果たしてこの打ち手は読みが鋭く、また正着を打てていると言えるのでしょうか?

確かに親がこんな価値のある東をもう切っているということは、ある程度形が整っているだろうと想定できます。ですがあくまで「想定」であり、実際の親の手牌レンジはメチャクチャに広いのです。なんなら対戦相手のレベルが低ければ、東切りそのものがミスである可能性すらあります。
親の手が直ちにリーチが飛んでくる充分な形である、と決めつけるのは数あるパターンを無視したただの妄想に過ぎないのです。

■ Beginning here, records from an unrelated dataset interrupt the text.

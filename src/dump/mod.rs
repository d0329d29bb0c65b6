//! History dump files
//!
//! Saved history memories come in two shapes:
//!
//! ```text
//! GMC *.bin                           Gamma-Scout *.dat
//! ┌──────────────────────────────┐    ┌─────────────────────────────────┐
//! │ "DataOrigin: ..." (optional, │    │ free text ...                   │
//! │  128 bytes, space padded)    │    │ GAMMA-SCOUT Protokoll ...       │
//! ├──────────────────────────────┤    │ f5ef3012100124...<checksum>     │
//! │ raw memory image             │    │ <hex pairs>...<checksum>        │
//! └──────────────────────────────┘    └─────────────────────────────────┘
//! ```
//!
//! Loaders return the raw memory as a `RawLog` plus whatever they noticed on
//! the way; damage inside the data is reported, not fatal.

use std::path::Path;

use serde::Serialize;
use tracing::{debug, warn};

use crate::history::{DumpFormat, RawLog};

mod constants {
    pub const ORIGIN_LABEL: &[u8] = b"DataOrigin:";
    pub const ORIGIN_HEADER_LEN: usize = 128;
    /// The device answers a failed read with this text instead of memory
    pub const DEVICE_ERROR: &[u8] = b"ERROR";
    pub const DEVICE_ERROR_WINDOW: usize = 6;
    /// Largest GMC memory
    pub const MAX_MEMORY: usize = 1 << 20;
    /// Memory size of the older GMC counters
    pub const SMALL_MEMORY: usize = 1 << 16;

    pub const PROTOCOL_LINE: &str = "GAMMA-SCOUT Protokoll";
    pub const DATA_LINE_START: &str = "f5";
    pub const MAX_LINE_LEN: usize = 66;
    /// Stored in place of an unreadable hex pair
    pub const BAD_PAIR_VALUE: u8 = 0xFA;
}

/// Dump loading errors
#[derive(Debug, thiserror::Error)]
pub enum DumpError {
    #[error("IO error: {0}")]
    Io(#[from] std::io::Error),

    #[error("No protocol data: no line starting with 'f5' found")]
    NoProtocolData,

    #[error("Device error instead of history: {0}")]
    DeviceError(String),
}

/// GMC binary dump
#[derive(Debug, Clone)]
pub struct GmcDump {
    /// Text of the `DataOrigin:` header, if present
    pub origin: Option<String>,
    pub log: RawLog,
    /// Bytes removed beyond the memory size
    pub clipped: usize,
}

/// Split a GMC binary dump into origin label and memory image
///
/// Without an origin header the image is clipped to the memory size: files
/// written by the vendor viewer carry one page too many. A file holding the
/// device's error reply is rejected.
pub fn load_gmc_bin(mut bytes: Vec<u8>) -> Result<GmcDump, DumpError> {
    let window = &bytes[..bytes.len().min(constants::DEVICE_ERROR_WINDOW)];
    if window
        .windows(constants::DEVICE_ERROR.len())
        .any(|w| w == constants::DEVICE_ERROR)
    {
        let reply = String::from_utf8_lossy(&bytes).trim_end().to_string();
        return Err(DumpError::DeviceError(reply));
    }

    if bytes.starts_with(constants::ORIGIN_LABEL) {
        let header_end = bytes.len().min(constants::ORIGIN_HEADER_LEN);
        let label = &bytes[constants::ORIGIN_LABEL.len()..header_end];
        let origin = String::from_utf8_lossy(label)
            .trim_end_matches(|c| c == ' ' || c == '\0')
            .to_string();
        debug!(origin = %origin, "origin header found");
        let data = bytes.split_off(header_end);
        return Ok(GmcDump {
            origin: Some(origin),
            log: RawLog::new(data),
            clipped: 0,
        });
    }

    let memory = if bytes.len() > constants::MAX_MEMORY {
        constants::MAX_MEMORY
    } else {
        constants::SMALL_MEMORY
    };
    let clipped = bytes.len().saturating_sub(memory);
    if clipped > 0 {
        debug!(clipped, memory, "clipped bytes beyond memory size");
        bytes.truncate(memory);
    }
    Ok(GmcDump {
        origin: None,
        log: RawLog::new(bytes),
        clipped,
    })
}

/// Unreadable hex pair in a `.dat` file
#[derive(Debug, Clone, Copy, PartialEq, Eq, Serialize)]
pub struct BadPair {
    /// 1-based line number
    pub line: usize,
    /// 0-based character column
    pub column: usize,
}

/// Gamma-Scout ASCII-hex dump
#[derive(Debug, Clone)]
pub struct ScoutDump {
    pub log: RawLog,
    /// Lines whose trailing checksum did not match (1-based)
    pub checksum_errors: Vec<usize>,
    pub bad_pairs: Vec<BadPair>,
    /// Overlong lines that were ignored (1-based)
    pub skipped_lines: Vec<usize>,
    /// Lines with non-ASCII characters that were ignored (1-based)
    pub non_ascii_lines: Vec<usize>,
}

/// Extract protocol bytes from the text of a Gamma-Scout `.dat` dump
pub fn parse_scout_dat(text: &str) -> Result<ScoutDump, DumpError> {
    let lines: Vec<&str> = text.lines().map(|l| l.trim_end()).collect();
    let protocol = lines
        .iter()
        .position(|l| l.starts_with(constants::PROTOCOL_LINE))
        .unwrap_or(0);
    let first = lines[protocol..]
        .iter()
        .position(|l| l.starts_with(constants::DATA_LINE_START))
        .map(|p| protocol + p)
        .ok_or(DumpError::NoProtocolData)?;

    let mut dump = ScoutDump {
        log: RawLog::new(Vec::new()),
        checksum_errors: Vec::new(),
        bad_pairs: Vec::new(),
        skipped_lines: Vec::new(),
        non_ascii_lines: Vec::new(),
    };
    let mut data = Vec::new();

    for (n, line) in lines.iter().enumerate().skip(first) {
        let line_no = n + 1;
        if line.len() > constants::MAX_LINE_LEN {
            warn!(line = line_no, len = line.len(), "overlong line skipped");
            dump.skipped_lines.push(line_no);
            continue;
        }
        if !line.is_ascii() {
            warn!(line = line_no, "non-ASCII line skipped");
            dump.non_ascii_lines.push(line_no);
            continue;
        }
        if line.len() < 2 {
            continue;
        }

        let (body, checksum) = line.split_at(line.len() - 2);
        let mut sum: u8 = 0;
        for (column, pair) in body.as_bytes().chunks(2).enumerate().map(|(i, p)| (i * 2, p)) {
            let byte = match std::str::from_utf8(pair)
                .ok()
                .filter(|p| p.len() == 2)
                .and_then(|p| u8::from_str_radix(p, 16).ok())
            {
                Some(byte) => byte,
                None => {
                    warn!(line = line_no, column, "bad hex pair replaced by 0xFA");
                    dump.bad_pairs.push(BadPair {
                        line: line_no,
                        column,
                    });
                    constants::BAD_PAIR_VALUE
                }
            };
            sum = sum.wrapping_add(byte);
            data.push(byte);
        }

        if u8::from_str_radix(checksum, 16).ok() != Some(sum) {
            warn!(line = line_no, "checksum mismatch");
            dump.checksum_errors.push(line_no);
        }
    }

    debug!(bytes = data.len(), first_line = first + 1, "protocol data extracted");
    dump.log = RawLog::new(data);
    Ok(dump)
}

/// A dump file of either shape, reduced to what decoding needs
#[derive(Debug, Clone)]
pub struct LoadedDump {
    pub origin: Option<String>,
    pub log: RawLog,
    /// Problems noticed while loading
    pub warnings: Vec<String>,
}

/// Read a dump file in the given format
pub fn read_dump(path: impl AsRef<Path>, format: DumpFormat) -> Result<LoadedDump, DumpError> {
    let bytes = std::fs::read(path.as_ref())?;
    match format {
        DumpFormat::Binary => {
            let dump = load_gmc_bin(bytes)?;
            let mut warnings = Vec::new();
            if dump.origin.is_none() {
                warnings.push("No Data-Origin label found".to_string());
            }
            if dump.clipped > 0 {
                warnings.push(format!(
                    "Removed {} bytes beyond memory size",
                    dump.clipped
                ));
            }
            Ok(LoadedDump {
                origin: dump.origin,
                log: dump.log,
                warnings,
            })
        }
        DumpFormat::AsciiHex => {
            let text = String::from_utf8_lossy(&bytes);
            let dump = parse_scout_dat(&text)?;
            let mut warnings = Vec::new();
            for line in &dump.skipped_lines {
                warnings.push(format!("Line {}: too long, skipped", line));
            }
            for line in &dump.non_ascii_lines {
                warnings.push(format!("Line {}: non-ASCII characters, skipped", line));
            }
            for bad in &dump.bad_pairs {
                warnings.push(format!(
                    "Line {} column {}: bad hex pair replaced by 0xFA",
                    bad.line, bad.column
                ));
            }
            for line in &dump.checksum_errors {
                warnings.push(format!("Line {}: checksum mismatch", line));
            }
            Ok(LoadedDump {
                origin: None,
                log: dump.log,
                warnings,
            })
        }
    }
}

/// Fill-byte statistics of a raw memory image
#[derive(Debug, Clone, Copy, PartialEq, Eq, Serialize)]
pub struct HistoryStats {
    /// Total byte count
    pub total: usize,
    /// Byte count after clipping trailing fill bytes
    pub data_len: usize,
    pub fill_total: usize,
    pub fill_trailing: usize,
    /// Fill bytes inside the data
    pub fill_within: usize,
}

impl HistoryStats {
    pub fn of(raw: &[u8], fill: Option<u8>) -> Self {
        let Some(fill) = fill else {
            return Self {
                total: raw.len(),
                data_len: raw.len(),
                fill_total: 0,
                fill_trailing: 0,
                fill_within: 0,
            };
        };
        let data_len = raw
            .iter()
            .rposition(|&b| b != fill)
            .map_or(0, |p| p + 1);
        let fill_within = raw[..data_len].iter().filter(|&&b| b == fill).count();
        let fill_trailing = raw.len() - data_len;
        Self {
            total: raw.len(),
            data_len,
            fill_total: fill_within + fill_trailing,
            fill_trailing,
            fill_within,
        }
    }
}

impl std::fmt::Display for HistoryStats {
    fn fmt(&self, f: &mut std::fmt::Formatter<'_>) -> std::fmt::Result {
        writeln!(f, "Binary data total byte count:     {} Bytes", self.total)?;
        writeln!(f, "Count of data bytes:              {} Bytes", self.data_len)?;
        writeln!(f, "Count of FF bytes - Total:        {} Bytes", self.fill_total)?;
        writeln!(f, "Count of FF bytes - Trailing:     {} Bytes", self.fill_trailing)?;
        write!(f, "Count of FF bytes - Within data:  {} Bytes", self.fill_within)
    }
}
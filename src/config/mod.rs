//! Decoder variant configuration
//!
//! Supports loading configuration from:
//! - Built-in variant tables (GMC standard, GMC-500+Re 1.18, Gamma-Scout)
//! - TOML files with additional `[[variant]]` tables
//!
//! Adding a firmware variant is adding a table; every loaded variant is
//! compiled once so a conflicting tag map is rejected at load time.
//!
//! # Example
//! ```ignore
//! let registry = VariantRegistry::with_file("variants.toml")?;
//! let variant = registry.for_model("GMC-500+Re 1.18").unwrap();
//! ```

use serde::Deserialize;
use std::path::Path;
use thiserror::Error;
use tracing::debug;

use crate::common::DecodeError;
use crate::history::variant::best_model_match;
use crate::history::DecoderVariant;

/// Configuration errors
#[derive(Error, Debug)]
pub enum ConfigError {
    #[error("Failed to read config file: {0}")]
    IoError(#[from] std::io::Error),

    #[error("Failed to parse TOML: {0}")]
    TomlError(#[from] toml::de::Error),

    #[error("Unknown variant: {0}")]
    UnknownVariant(String),

    #[error("Invalid variant: {0}")]
    Invalid(#[from] DecodeError),
}

/// Contents of a variant file
#[derive(Debug, Clone, Default, Deserialize)]
pub struct VariantFile {
    #[serde(rename = "variant", default)]
    pub variants: Vec<DecoderVariant>,
}

impl VariantFile {
    /// Load variants from a TOML file
    pub fn load<P: AsRef<Path>>(path: P) -> Result<Self, ConfigError> {
        let content = std::fs::read_to_string(path)?;
        Self::from_toml(&content)
    }

    /// Load variants from a TOML string (useful for testing)
    pub fn from_toml(content: &str) -> Result<Self, ConfigError> {
        let file: VariantFile = toml::from_str(content)?;
        file.validate()?;
        Ok(file)
    }

    fn validate(&self) -> Result<(), ConfigError> {
        for variant in &self.variants {
            variant.compile()?;
            debug!(variant = %variant.name, models = ?variant.models, "variant loaded");
        }
        Ok(())
    }
}

/// Built-in variants plus any loaded from files
///
/// A configured variant with the name of a built-in one replaces it.
#[derive(Debug, Clone)]
pub struct VariantRegistry {
    variants: Vec<DecoderVariant>,
}

impl Default for VariantRegistry {
    fn default() -> Self {
        Self {
            variants: DecoderVariant::builtin(),
        }
    }
}

impl VariantRegistry {
    pub fn new() -> Self {
        Self::default()
    }

    /// Built-ins extended by the variants of a TOML file
    pub fn with_file<P: AsRef<Path>>(path: P) -> Result<Self, ConfigError> {
        let mut registry = Self::new();
        registry.extend(VariantFile::load(path)?);
        Ok(registry)
    }

    pub fn extend(&mut self, file: VariantFile) {
        for variant in file.variants {
            match self.variants.iter_mut().find(|v| v.name == variant.name) {
                Some(slot) => *slot = variant,
                None => self.variants.push(variant),
            }
        }
    }

    pub fn get(&self, name: &str) -> Result<&DecoderVariant, ConfigError> {
        self.variants
            .iter()
            .find(|v| v.name == name)
            .ok_or_else(|| ConfigError::UnknownVariant(name.to_string()))
    }

    /// Best variant for a device model / firmware string
    pub fn for_model(&self, model: &str) -> Result<&DecoderVariant, ConfigError> {
        best_model_match(&self.variants, model)
            .ok_or_else(|| ConfigError::UnknownVariant(model.to_string()))
    }

    pub fn names(&self) -> Vec<&str> {
        self.variants.iter().map(|v| v.name.as_str()).collect()
    }

    pub fn all(&self) -> &[DecoderVariant] {
        &self.variants
    }
}
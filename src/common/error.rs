//! Error types for history decoding
//!
//! # Design Principles (KISS)
//! - Fatal errors (`DecodeError`) are reserved for caller mistakes: an empty
//!   buffer or a variant whose tag map cannot be resolved unambiguously
//! - Everything the device itself can get wrong is a `DecodeIssue`, collected
//!   alongside the records instead of aborting the decode
//! - Use thiserror for ergonomic error handling

use serde::Serialize;
use thiserror::Error;

/// Errors that abort a decode before any byte is interpreted
#[derive(Error, Debug, Clone, PartialEq, Eq)]
pub enum DecodeError {
    /// Caller handed over a zero-length buffer
    #[error("Empty input: history buffer has no bytes")]
    EmptyInput,

    /// Two record kinds claim the same discriminator or bare code
    #[error("Inconsistent tag map: code 0x{code:02X} mapped to both {first} and {second}")]
    InconsistentTagMap {
        code: u8,
        first: String,
        second: String,
    },

    /// Variant definition is unusable for another reason
    #[error("Invalid variant '{variant}': {reason}")]
    InvalidVariant { variant: String, reason: String },
}

impl DecodeError {
    /// Create an inconsistent tag map error
    pub fn conflict(code: u8, first: impl Into<String>, second: impl Into<String>) -> Self {
        Self::InconsistentTagMap {
            code,
            first: first.into(),
            second: second.into(),
        }
    }

    /// Create an invalid variant error
    pub fn invalid_variant(variant: impl Into<String>, reason: impl Into<String>) -> Self {
        Self::InvalidVariant {
            variant: variant.into(),
            reason: reason.into(),
        }
    }
}

/// Recoverable conditions met while decoding
///
/// None of these stop the decode from returning records. Offsets are positions
/// in the unrolled log, the same axis as `DecodedRecord::index`.
#[derive(Error, Debug, Clone, PartialEq, Eq, Serialize)]
#[serde(tag = "kind")]
pub enum DecodeIssue {
    /// No structurally valid timestamp anywhere in the buffer
    #[error("No anchor found: no valid timestamp record in {scanned} bytes")]
    NoAnchorFound { scanned: usize },

    /// Log ends in the middle of a record
    #[error("Truncated record at #{offset}: needs {needed} bytes, {available} available")]
    Truncated {
        offset: u32,
        needed: usize,
        available: usize,
    },

    /// Escape discriminator unknown to the active variant
    #[error("Invalid tag at #{offset}: discriminator 0x{code:02X}")]
    InvalidTag { offset: u32, code: u8 },

    /// Decoded count above the variant's count ceiling
    #[error("Arithmetic overflow at #{offset}: raw count {raw} clamped to {clamped}")]
    ArithmeticOverflow { offset: u32, raw: u64, clamped: u64 },

    /// Length field points past the end of the buffer
    #[error("Out of bounds read at #{offset}: length field claims {claimed} bytes, {available} available")]
    OutOfBoundsRead {
        offset: u32,
        claimed: usize,
        available: usize,
    },
}

impl DecodeIssue {
    /// True for issues that end the decode pass
    pub fn is_terminal(&self) -> bool {
        matches!(
            self,
            Self::NoAnchorFound { .. } | Self::Truncated { .. } | Self::OutOfBoundsRead { .. }
        )
    }
}

#[cfg(test)]
mod tests {
    use super::*;

    #[test]
    fn test_empty_input_error() {
        let err = DecodeError::EmptyInput;
        assert!(err.to_string().contains("Empty input"));
    }

    #[test]
    fn test_conflict_error() {
        let err = DecodeError::conflict(0x04, "Annotation", "Data(4)");
        let msg = err.to_string();
        assert!(msg.contains("0x04"));
        assert!(msg.contains("Annotation"));
        assert!(msg.contains("Data(4)"));
    }

    #[test]
    fn test_invalid_variant_error() {
        let err = DecodeError::invalid_variant("gmc", "empty escape sequence");
        assert!(err.to_string().contains("gmc"));
        assert!(err.to_string().contains("empty escape"));
    }

    #[test]
    fn test_issue_display() {
        let issue = DecodeIssue::InvalidTag {
            offset: 42,
            code: 0x07,
        };
        assert_eq!(issue.to_string(), "Invalid tag at #42: discriminator 0x07");

        let issue = DecodeIssue::Truncated {
            offset: 10,
            needed: 5,
            available: 2,
        };
        assert!(issue.to_string().contains("needs 5 bytes"));
    }

    #[test]
    fn test_terminal_issues() {
        assert!(DecodeIssue::NoAnchorFound { scanned: 0 }.is_terminal());
        assert!(DecodeIssue::Truncated {
            offset: 0,
            needed: 1,
            available: 0
        }
        .is_terminal());
        assert!(!DecodeIssue::InvalidTag { offset: 0, code: 0 }.is_terminal());
        assert!(!DecodeIssue::ArithmeticOverflow {
            offset: 0,
            raw: 1,
            clamped: 0
        }
        .is_terminal());
    }

    #[test]
    fn test_issue_serializes_with_kind() {
        let issue = DecodeIssue::InvalidTag { offset: 3, code: 9 };
        let json = serde_json::to_string(&issue).unwrap();
        assert!(json.contains("\"kind\":\"InvalidTag\""));
        assert!(json.contains("\"offset\":3"));
    }
}
//! Common types for the history decoder

use chrono::NaiveDateTime;
use serde::{Deserialize, Serialize};

use crate::common::DecodeIssue;

/// Raw history memory as handed over by the acquisition layer
#[derive(Debug, Clone)]
pub struct RawLog {
    pub data: Vec<u8>,
    pub size: usize,
}

impl RawLog {
    /// Create RawLog from a byte vector
    pub fn new(data: Vec<u8>) -> Self {
        let size = data.len();
        Self { data, size }
    }

    pub fn as_bytes(&self) -> &[u8] {
        &self.data
    }
}

/// Which tube (or sensor) a decoded count belongs to
#[derive(Debug, Clone, Copy, PartialEq, Eq, Hash, Default, Serialize, Deserialize)]
#[serde(rename_all = "snake_case")]
pub enum ChannelSelector {
    /// Both tubes / the only tube of a GMC counter
    #[default]
    Combined,
    Tube1,
    Tube2,
    Tube3,
    /// Single-channel instruments without tube selection (Gamma-Scout)
    Primary,
}

impl ChannelSelector {
    /// Map a GMC tube-select byte (0 = both, 1 = tube 1, 2 = tube 2)
    pub fn from_tube_byte(byte: u8) -> Option<Self> {
        match byte {
            0 => Some(Self::Combined),
            1 => Some(Self::Tube1),
            2 => Some(Self::Tube2),
            3 => Some(Self::Tube3),
            _ => None,
        }
    }
}

/// How the device sampled the values following a timestamp
#[derive(Debug, Clone, Copy, PartialEq, Eq, Serialize, Deserialize)]
#[serde(rename_all = "snake_case")]
pub enum Sampling {
    /// Counts per second; a one-minute sum is reconstructed from the last 60
    Cps,
    /// Device-native counts per minute
    Cpm,
    /// Counts accumulated over the save interval
    Counts,
}

/// A single decoded count
#[derive(Debug, Clone, PartialEq, Serialize)]
pub struct Measurement {
    /// Offset of the record start in the unrolled log
    ///
    /// Strictly increasing across source records. A derived CPM carries the
    /// index of the sample it was summed from, so it repeats that index.
    pub index: u32,
    pub time: NaiveDateTime,
    pub channel: ChannelSelector,
    pub is_cpm: bool,
    /// Negative when the record is flagged untrustworthy
    pub value: f64,
    /// False for sign-flagged values
    pub valid: bool,
    /// True for a CPM synthesized from the rolling window
    pub derived: bool,
    /// Active save interval in seconds
    pub interval_s: u32,
}

/// A non-numeric record: timestamp markers, notes, flags, diagnostics
#[derive(Debug, Clone, PartialEq, Serialize)]
pub struct Annotation {
    pub index: u32,
    pub time: Option<NaiveDateTime>,
    pub text: String,
}

/// Decoded history record
#[derive(Debug, Clone, PartialEq, Serialize)]
#[serde(tag = "type")]
pub enum DecodedRecord {
    Measurement(Measurement),
    Annotation(Annotation),
}

impl DecodedRecord {
    pub fn index(&self) -> u32 {
        match self {
            Self::Measurement(m) => m.index,
            Self::Annotation(a) => a.index,
        }
    }

    pub fn time(&self) -> Option<NaiveDateTime> {
        match self {
            Self::Measurement(m) => Some(m.time),
            Self::Annotation(a) => a.time,
        }
    }

    pub fn as_measurement(&self) -> Option<&Measurement> {
        match self {
            Self::Measurement(m) => Some(m),
            Self::Annotation(_) => None,
        }
    }

    pub fn as_annotation(&self) -> Option<&Annotation> {
        match self {
            Self::Measurement(_) => None,
            Self::Annotation(a) => Some(a),
        }
    }

    /// Format record for display
    pub fn display(&self) -> String {
        match self {
            Self::Measurement(m) => format!(
                "#{:7} {} {:>8} {:?}{}{} = {}",
                m.index,
                m.time.format("%Y-%m-%d %H:%M:%S"),
                if m.is_cpm { "CPM" } else { "CPS" },
                m.channel,
                if m.derived { " [rolling]" } else { "" },
                if m.valid { "" } else { " [INVALID]" },
                m.value
            ),
            Self::Annotation(a) => format!(
                "#{:7} {} {}",
                a.index,
                a.time
                    .map(|t| t.format("%Y-%m-%d %H:%M:%S").to_string())
                    .unwrap_or_else(|| "-------------------".to_string()),
                a.text
            ),
        }
    }
}

impl std::fmt::Display for DecodedRecord {
    fn fmt(&self, f: &mut std::fmt::Formatter<'_>) -> std::fmt::Result {
        write!(f, "{}", self.display())
    }
}

/// Output of one decode pass
#[derive(Debug, Clone, PartialEq, Serialize)]
pub struct DecodeResult {
    pub records: Vec<DecodedRecord>,
    /// Log ended inside a record
    pub truncated: bool,
    /// Physical offset of the first valid timestamp
    pub anchor_offset: Option<u32>,
    /// Recoverable conditions, in the order they were met
    pub issues: Vec<DecodeIssue>,
}

impl DecodeResult {
    /// Result for a buffer without usable history
    pub fn no_anchor(scanned: usize) -> Self {
        Self {
            records: Vec::new(),
            truncated: false,
            anchor_offset: None,
            issues: vec![DecodeIssue::NoAnchorFound { scanned }],
        }
    }

    pub fn measurements(&self) -> impl Iterator<Item = &Measurement> {
        self.records.iter().filter_map(DecodedRecord::as_measurement)
    }

    pub fn annotations(&self) -> impl Iterator<Item = &Annotation> {
        self.records.iter().filter_map(DecodedRecord::as_annotation)
    }
}
//! Value codecs for history count records
//!
//! Pure functions turning raw byte groups into counts. None of them hold state,
//! so each is testable on its own.
//!
//! # Exponent-mantissa words
//!
//! Gamma-Scout stores counts as a 16-bit word: the top 5 bits are an exponent,
//! the low 11 bits a mantissa, and the count is `mantissa << exponent`.
//! The largest word, 0xFFFF, is 2047 * 2^31 which needs 42 bits, so counts are
//! computed in `u64` and never round.

use serde::{Deserialize, Serialize};

mod constants {
    pub const EXPONENT_SHIFT: u32 = 11;
    pub const EXPONENT_MASK: u16 = 0x1F;
    pub const MANTISSA_MASK: u16 = 0x07FF;
    pub const MAX_INTEGER_WIDTH: usize = 8;
    pub const EXP_MANTISSA_WIDTH: usize = 2;
}

/// Encoding of a count record payload
#[derive(Debug, Clone, Copy, PartialEq, Eq, Serialize, Deserialize)]
#[serde(rename_all = "snake_case")]
pub enum CountCodec {
    /// Unsigned integer, most significant byte first
    BigEndian,
    /// Unsigned integer, least significant byte first
    LittleEndian,
    /// Big-endian 16-bit word, 5-bit exponent and 11-bit mantissa
    ExpMantissa,
}

/// A decoded count and the number of payload bytes it occupied
#[derive(Debug, Clone, Copy, PartialEq, Eq)]
pub struct Decoded {
    pub value: u64,
    pub consumed: usize,
}

impl CountCodec {
    /// Decode `width` bytes from the front of `bytes`
    ///
    /// Returns None when fewer than `width` bytes are present or the width is
    /// not representable by this codec.
    pub fn decode(&self, bytes: &[u8], width: usize) -> Option<Decoded> {
        if !self.supports_width(width) || bytes.len() < width {
            return None;
        }
        let payload = &bytes[..width];
        let value = match self {
            CountCodec::BigEndian => read_uint_be(payload),
            CountCodec::LittleEndian => read_uint_le(payload),
            CountCodec::ExpMantissa => exp_mantissa(u16::from_be_bytes([payload[0], payload[1]])),
        };
        Some(Decoded {
            value,
            consumed: width,
        })
    }

    /// Whether `width` is a legal payload size for this codec
    pub fn supports_width(&self, width: usize) -> bool {
        match self {
            CountCodec::BigEndian | CountCodec::LittleEndian => {
                (1..=constants::MAX_INTEGER_WIDTH).contains(&width)
            }
            CountCodec::ExpMantissa => width == constants::EXP_MANTISSA_WIDTH,
        }
    }
}

/// Read an unsigned big-endian integer of up to 8 bytes
#[inline]
pub fn read_uint_be(bytes: &[u8]) -> u64 {
    bytes.iter().fold(0u64, |acc, &b| (acc << 8) | u64::from(b))
}

/// Read an unsigned little-endian integer of up to 8 bytes
#[inline]
pub fn read_uint_le(bytes: &[u8]) -> u64 {
    bytes
        .iter()
        .rev()
        .fold(0u64, |acc, &b| (acc << 8) | u64::from(b))
}

/// Decode an exponent-mantissa word into an exact count
#[inline]
pub fn exp_mantissa(word: u16) -> u64 {
    let exponent = u32::from((word >> constants::EXPONENT_SHIFT) & constants::EXPONENT_MASK);
    let mantissa = u64::from(word & constants::MANTISSA_MASK);
    mantissa << exponent
}

/// Pack an exponent and mantissa into a word; out-of-range bits are masked off
#[inline]
pub fn encode_exp_mantissa(exponent: u8, mantissa: u16) -> u16 {
    ((u16::from(exponent) & constants::EXPONENT_MASK) << constants::EXPONENT_SHIFT)
        | (mantissa & constants::MANTISSA_MASK)
}

/// Clamp a count to `max`, reporting whether clamping happened
#[inline]
pub fn clamp_count(value: u64, max: u64) -> (u64, bool) {
    if value > max {
        (max, true)
    } else {
        (value, false)
    }
}

/// Packed BCD byte to its decimal value (0x37 -> 37)
#[inline]
pub fn bcd(byte: u8) -> u8 {
    10 * (byte >> 4) + (byte & 0x0F)
}

/// True if both nibbles are decimal digits
#[inline]
pub fn is_bcd(byte: u8) -> bool {
    (byte >> 4) <= 9 && (byte & 0x0F) <= 9
}
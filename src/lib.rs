//! geiger-history: decoder for the history memory of Geiger counters
//!
//! Turns the raw history buffer of GQ GMC and Gamma-Scout counters into
//! time-stamped count records, driven by per-model variant tables.

pub mod common;
pub mod config;
pub mod dump;
pub mod history;
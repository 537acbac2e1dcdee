//! Client shell for the shopping-list daemon.
//!
//! [`ShellState`] holds everything the view needs: the last fetched snapshot,
//! form inputs, the in-flight action guard and a transient notification.
//! [`ClientShell`] drives one action at a time against an [`ItemTransport`]
//! and refetches the whole list after every confirmed mutation.

mod error;
mod grpc;
mod render;
mod shell;
mod state;
mod transport;

pub use error::ClientError;
pub use grpc::GrpcTransport;
pub use render::{render_item, render_list};
pub use shell::ClientShell;
pub use state::{
    ActionToken, EditForm, Mutation, NewItemForm, Notification, NotificationKind, ShellState,
};
pub use transport::ItemTransport;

そして自身の手牌を見てください。何度も言いますが紛うことなきチャンス手です。そして巡目もまだ非常に早いです。
この手、7p切りが大きく後退している訳では当然無いです。ですがこの後2sや6pを引いた形を想定してもらえると、かなり形に差があることがわかります。形は示しませんが、7s引きの形も相当価値が変わってきます。

1シャンテンかつ中ぶくれの変化を見る形と2シャンテン
1シャンテンだが受入れと想定打点の差が大きい

こういった自身の手牌価値を蔑ろにして、「読み」と称した空想や妄想を元に損を重ねるのであれば、それは果たして「レベルの高い打ち方」と言えるのでしょうか?

暗転している牌はポンで抜けた牌

或いはこんなケース。早々に親リーチが入って自身はベタオリを選択。しかし發を鳴いている下家が一発目に無筋の6p、更に次巡ドラの2sを切ってきたところ。2者に共通の安全牌はありません。
この打ち手は、下家の手牌を「親リーに押し返すだけの価値があり、警戒すべきは下家」と評価し、5mを打ったところ、親に放銃となってしまいました。対局後下家の手牌を確認すると、現物や安全度の高い牌を複数持った1000点の愚形残り1シャンテンでした。
なんて見合わない押しをするんだ、こんなことをされては読みなんて出来ないし勝てないよ。そうボヤくのですが果たしてこの考えは合っているのでしょうか?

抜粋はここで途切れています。